Alpenglow lights the north face of Longs Peak as we head into the boulder field.

It wasn’t an Into Thin Air pile-up at Everest’s Hillary Step, but it was a delay about 1,000 feet short of the goal, and plenty to leave me muttering at the small group laboring just above, chatting it up like BFFs in line for a Cinnabon. Who could possibly wring so much analysis from this simple route?

Finally, they veered off blessedly to the right, out of our intended line. As we drew abreast of them, I recognized that the middle climber was short-roped between the other two, the mountaineering equivalent of hand-holding, typically used for climbers so gassed they can barely carry on. Every eye in the other group hid behind dark mountaineering glasses, but I didn’t need to see the middle climber’s eyes to know they weren’t seeing anything.

The lead climber took nearly every step with his head craned like a parent yelling into the backseat. As the middle climber raised her foot, the leader called out the spot to aim for, and the woman in the middle gingerly sent her leg searching for a target shaped like his words. The back climber lobbed up steady doses of reassurance with nearly every footfall.

An hour or so later, Chad and I stepped up to Long’s flat, boulder-strewn summit, twisted the lids off fat water bottles and sat on rocks to watch the threesome’s final charge. Even this close to the goal, there was no coasting in. Every step demanded instruction—often chased by a clarifying question—then a step into the void, leap upon leap of faith that every rock would materialize precisely where the voice placed it in the blind climber’s mind.

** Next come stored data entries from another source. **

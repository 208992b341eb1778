//! Snapshot value representation
//!
//! This module defines the [`Value`] enum, the closed set of shapes a variable can
//! take once it has been captured into a step record. Unlike the live objects of the
//! scripting interpreter, a `Value` owns its whole subtree: cloning one yields a
//! structurally independent copy, so a recorded step can never observe a later
//! mutation.
//!
//! # Value Types
//!
//! - [`Value::Unset`]: undefined variable, or the scripting `None`
//! - [`Value::Int`] / [`Value::Real`] / [`Value::Bool`] / [`Value::Str`]: scalars
//! - [`Value::Bits`]: fixed-width bit-string such as an 8-bit byte
//! - [`Value::List`]: arrays, tuples and queues
//! - [`Value::Record`]: named fields in declared order (queue items, dicts, frames)
//! - [`Value::Node`]: linked-list cell pointing at its successor by index
//! - [`Value::Opaque`]: anything without a structural form, kept as display text

use indexmap::IndexMap;
use serde::ser::{Serialize, SerializeMap, SerializeSeq, Serializer};
use std::fmt;

/// A captured variable value
#[derive(Debug, Clone, PartialEq, Default)]
pub enum Value {
    #[default]
    Unset,
    Int(i64),
    Real(f64),
    Bool(bool),
    Str(String),
    Bits { width: u8, bits: u64 },
    List(Vec<Value>),
    Record(IndexMap<String, Value>),
    Node { value: Box<Value>, next: Option<usize> },
    Opaque(String),
}

impl Value {
    pub fn str(text: impl Into<String>) -> Self {
        Value::Str(text.into())
    }

    /// Bit-string of `width` bits; higher bits of `bits` are dropped.
    pub fn bits(width: u8, bits: u64) -> Self {
        let width = width.min(64);
        let mask = if width == 64 { u64::MAX } else { (1u64 << width) - 1 };
        Value::Bits { width, bits: bits & mask }
    }

    /// Parse a string of `0`/`1` digits into a bit-string of the same width.
    pub fn parse_bits(digits: &str) -> Option<Self> {
        if digits.is_empty() || digits.len() > 64 {
            return None;
        }
        let bits = u64::from_str_radix(digits, 2).ok()?;
        Some(Value::bits(digits.len() as u8, bits))
    }

    pub fn node(value: Value, next: Option<usize>) -> Self {
        Value::Node {
            value: Box::new(value),
            next,
        }
    }

    pub fn record<I, K>(fields: I) -> Self
    where
        I: IntoIterator<Item = (K, Value)>,
        K: Into<String>,
    {
        Value::Record(fields.into_iter().map(|(k, v)| (k.into(), v)).collect())
    }

    pub fn ints(items: &[i64]) -> Self {
        Value::List(items.iter().map(|&n| Value::Int(n)).collect())
    }

    pub fn strs(items: &[&str]) -> Self {
        Value::List(items.iter().map(|s| Value::str(*s)).collect())
    }

    /// Check if this value has been assigned
    pub fn is_set(&self) -> bool {
        !matches!(self, Value::Unset)
    }

    pub fn as_int(&self) -> Option<i64> {
        match self {
            Value::Int(n) => Some(*n),
            Value::Bits { bits, .. } => i64::try_from(*bits).ok(),
            _ => None,
        }
    }

    /// Numeric view; integers widen to `f64`
    pub fn as_real(&self) -> Option<f64> {
        match self {
            Value::Int(n) => Some(*n as f64),
            Value::Real(x) => Some(*x),
            _ => None,
        }
    }

    pub fn as_bool(&self) -> Option<bool> {
        match self {
            Value::Bool(b) => Some(*b),
            _ => None,
        }
    }

    pub fn as_str(&self) -> Option<&str> {
        match self {
            Value::Str(s) => Some(s),
            _ => None,
        }
    }

    pub fn as_list(&self) -> Option<&[Value]> {
        match self {
            Value::List(items) => Some(items),
            _ => None,
        }
    }

    pub fn as_list_mut(&mut self) -> Option<&mut Vec<Value>> {
        match self {
            Value::List(items) => Some(items),
            _ => None,
        }
    }

    /// Field lookup on records; nodes expose `val` and `next`
    pub fn field(&self, name: &str) -> Option<Value> {
        match self {
            Value::Record(fields) => fields.get(name).cloned(),
            Value::Node { value, next } => match name {
                "val" | "value" => Some((**value).clone()),
                "next" => Some(next.map_or(Value::Unset, |i| Value::Int(i as i64))),
                _ => None,
            },
            _ => None,
        }
    }

    /// Successor index of a linked node
    pub fn next_index(&self) -> Option<usize> {
        match self {
            Value::Node { next, .. } => *next,
            _ => None,
        }
    }

    /// Convert a JSON document into a value.
    ///
    /// Objects with exactly the keys `val` and `next` (where `next` is an index or
    /// null) become [`Value::Node`]; other objects become records.
    pub fn from_json(json: &serde_json::Value) -> Value {
        use serde_json::Value as Json;
        match json {
            Json::Null => Value::Unset,
            Json::Bool(b) => Value::Bool(*b),
            Json::Number(n) => match n.as_i64() {
                Some(i) => Value::Int(i),
                None => Value::Real(n.as_f64().unwrap_or(f64::NAN)),
            },
            Json::String(s) => Value::Str(s.clone()),
            Json::Array(items) => Value::List(items.iter().map(Value::from_json).collect()),
            Json::Object(map) => {
                if map.len() == 2 {
                    if let (Some(val), Some(next)) = (map.get("val"), map.get("next")) {
                        let next = match next {
                            Json::Null => Some(None),
                            Json::Number(n) => n.as_u64().map(|i| Some(i as usize)),
                            _ => None,
                        };
                        if let Some(next) = next {
                            return Value::node(Value::from_json(val), next);
                        }
                    }
                }
                Value::Record(
                    map.iter()
                        .map(|(k, v)| (k.clone(), Value::from_json(v)))
                        .collect(),
                )
            }
        }
    }

    /// Short type name shown next to values in the viewer
    pub fn type_name(&self) -> &'static str {
        match self {
            Value::Unset => "unset",
            Value::Int(_) => "int",
            Value::Real(_) => "real",
            Value::Bool(_) => "bool",
            Value::Str(_) => "str",
            Value::Bits { .. } => "bits",
            Value::List(_) => "list",
            Value::Record(_) => "record",
            Value::Node { .. } => "node",
            Value::Opaque(_) => "object",
        }
    }
}

/// Format a real the way learners expect to read it: integral values keep a
/// trailing `.0`, very large or very small magnitudes switch to exponent form.
pub fn format_real(x: f64) -> String {
    if x.is_nan() {
        return "nan".to_string();
    }
    if x.is_infinite() {
        return if x > 0.0 { "inf" } else { "-inf" }.to_string();
    }
    let magnitude = x.abs();
    if magnitude != 0.0 && !(1e-4..1e16).contains(&magnitude) {
        let text = format!("{:e}", x);
        return match text.split_once('e') {
            Some((mantissa, exp)) => {
                let exp: i32 = exp.parse().unwrap_or(0);
                let sign = if exp < 0 { '-' } else { '+' };
                format!("{}e{}{:02}", mantissa, sign, exp.abs())
            }
            None => text,
        };
    }
    if x.fract() == 0.0 {
        format!("{:.1}", x)
    } else {
        format!("{}", x)
    }
}

impl fmt::Display for Value {
    fn fmt(&self, f: &mut fmt::Formatter<'_>) -> fmt::Result {
        match self {
            Value::Unset => write!(f, "null"),
            Value::Int(n) => write!(f, "{}", n),
            Value::Real(x) => write!(f, "{}", format_real(*x)),
            Value::Bool(b) => write!(f, "{}", b),
            Value::Str(s) => write!(f, "\"{}\"", s),
            Value::Bits { width, bits } => {
                write!(f, "{:0width$b}", bits, width = *width as usize)
            }
            Value::List(items) => {
                write!(f, "[")?;
                for (i, item) in items.iter().enumerate() {
                    if i > 0 {
                        write!(f, ", ")?;
                    }
                    write!(f, "{}", item)?;
                }
                write!(f, "]")
            }
            Value::Record(fields) => {
                write!(f, "{{")?;
                for (i, (name, value)) in fields.iter().enumerate() {
                    if i > 0 {
                        write!(f, ", ")?;
                    }
                    write!(f, "{}: {}", name, value)?;
                }
                write!(f, "}}")
            }
            Value::Node { value, next } => match next {
                Some(i) => write!(f, "{{val: {}, next: {}}}", value, i),
                None => write!(f, "{{val: {}, next: null}}", value),
            },
            Value::Opaque(text) => write!(f, "{}", text),
        }
    }
}

impl Serialize for Value {
    fn serialize<S: Serializer>(&self, serializer: S) -> Result<S::Ok, S::Error> {
        match self {
            Value::Unset => serializer.serialize_none(),
            Value::Int(n) => serializer.serialize_i64(*n),
            Value::Real(x) => serializer.serialize_f64(*x),
            Value::Bool(b) => serializer.serialize_bool(*b),
            Value::Str(s) | Value::Opaque(s) => serializer.serialize_str(s),
            Value::Bits { .. } => serializer.serialize_str(&self.to_string()),
            Value::List(items) => {
                let mut seq = serializer.serialize_seq(Some(items.len()))?;
                for item in items {
                    seq.serialize_element(item)?;
                }
                seq.end()
            }
            Value::Record(fields) => {
                let mut map = serializer.serialize_map(Some(fields.len()))?;
                for (name, value) in fields {
                    map.serialize_entry(name, value)?;
                }
                map.end()
            }
            Value::Node { value, next } => {
                let mut map = serializer.serialize_map(Some(2))?;
                map.serialize_entry("val", value)?;
                map.serialize_entry("next", next)?;
                map.end()
            }
        }
    }
}

#[cfg(test)]
mod tests {
    use super::*;

    #[test]
    fn test_display_shapes() {
        assert_eq!(Value::Int(3).to_string(), "3");
        assert_eq!(Value::Real(2.0).to_string(), "2.0");
        assert_eq!(Value::Real(0.25).to_string(), "0.25");
        assert_eq!(Value::str("A").to_string(), "\"A\"");
        assert_eq!(Value::ints(&[1, 2]).to_string(), "[1, 2]");
        assert_eq!(Value::Unset.to_string(), "null");
        assert_eq!(
            Value::record([("value", Value::str("A")), ("prio", Value::Int(1))]).to_string(),
            "{value: \"A\", prio: 1}"
        );
        assert_eq!(Value::node(Value::str("B"), None).to_string(), "{val: \"B\", next: null}");
    }

    #[test]
    fn test_bits_are_masked_and_padded() {
        let byte = Value::parse_bits("01001011").unwrap();
        assert_eq!(byte.to_string(), "01001011");
        assert_eq!(Value::bits(8, 0x1ff).to_string(), "11111111");
        assert!(Value::parse_bits("0102").is_none());
    }

    #[test]
    fn test_real_exponent_form() {
        assert_eq!(format_real(1e20), "1e+20");
        assert_eq!(format_real(1e-5), "1e-05");
        assert_eq!(format_real(-0.5), "-0.5");
    }

    #[test]
    fn test_from_json_detects_nodes() {
        let json: serde_json::Value =
            serde_json::from_str(r#"[{"val": "A", "next": 1}, {"val": "B", "next": null}]"#)
                .unwrap();
        let value = Value::from_json(&json);
        let items = value.as_list().unwrap();
        assert_eq!(items[0].next_index(), Some(1));
        assert_eq!(items[1].next_index(), None);
        assert_eq!(items[1].field("val"), Some(Value::str("B")));
    }

    #[test]
    fn test_serialize_node_and_unset() {
        let value = Value::List(vec![Value::node(Value::str("A"), Some(2)), Value::Unset]);
        let json = serde_json::to_string(&value).unwrap();
        assert_eq!(json, r#"[{"val":"A","next":2},null]"#);
    }

    #[test]
    fn test_clone_is_independent() {
        let mut original = Value::List(vec![Value::ints(&[1, 2])]);
        let copy = original.clone();
        if let Some(items) = original.as_list_mut() {
            items[0].as_list_mut().unwrap().push(Value::Int(3));
        }
        assert_eq!(copy, Value::List(vec![Value::ints(&[1, 2])]));
    }
}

When the team reached the flat, the middle climber disappeared under back slaps and hugs from the other two.

That morning, we had met an ultrarunner darting through the tipping rocks and car-size boulders leading up to Long’s, hopping through the maze quicker than I can navigate toys covering the living room floor. Yet as we all stood on top, it was the blind climber’s journey through that morale-sapping boulder field that monopolized my respect. Every slow step was a process. Analyze. Verbalize. Search for solid footing before granting the trust of weight. Seven miles up, seven miles down. This team enjoyed none of the zoned-out tromping that helps the rest of us burn through the long miles after the excitement of the summit has worn off. The middle climber saw no alpenglow before dawn to quicken her spirits after hours of climbing in the dark.

The blind climber (white shirt in the group on the left) nears the summit right behind me (white helmet on the right).

And despite all that, two people signed up to make this interminable journey with her, turning a 12-hour trip into two long days.

As we readied for the descent, I stared a little longer at the mica glinting from the rocks and at the alpine lakes shimmering like dropped crystals far below. And I remembered for the first time in a long while what a precious thing it is that we get to do in these hills. That every long trail carries us on a chain of 10,000 complex, yard-long journeys that our subconscious minds absorb into a routine that we’re all too anxious to hurry through, despite every step representing a magnificent gift of unconscious coordination.

“So what do you think?” Chad, an experienced climber, asked as we prepared to descend.

“Pretty epic,” I said.

“Well, I don’t know if I’d call it epic,” he laughed.

I guess at the moment, he wasn’t looking at what the middle climber helped me see.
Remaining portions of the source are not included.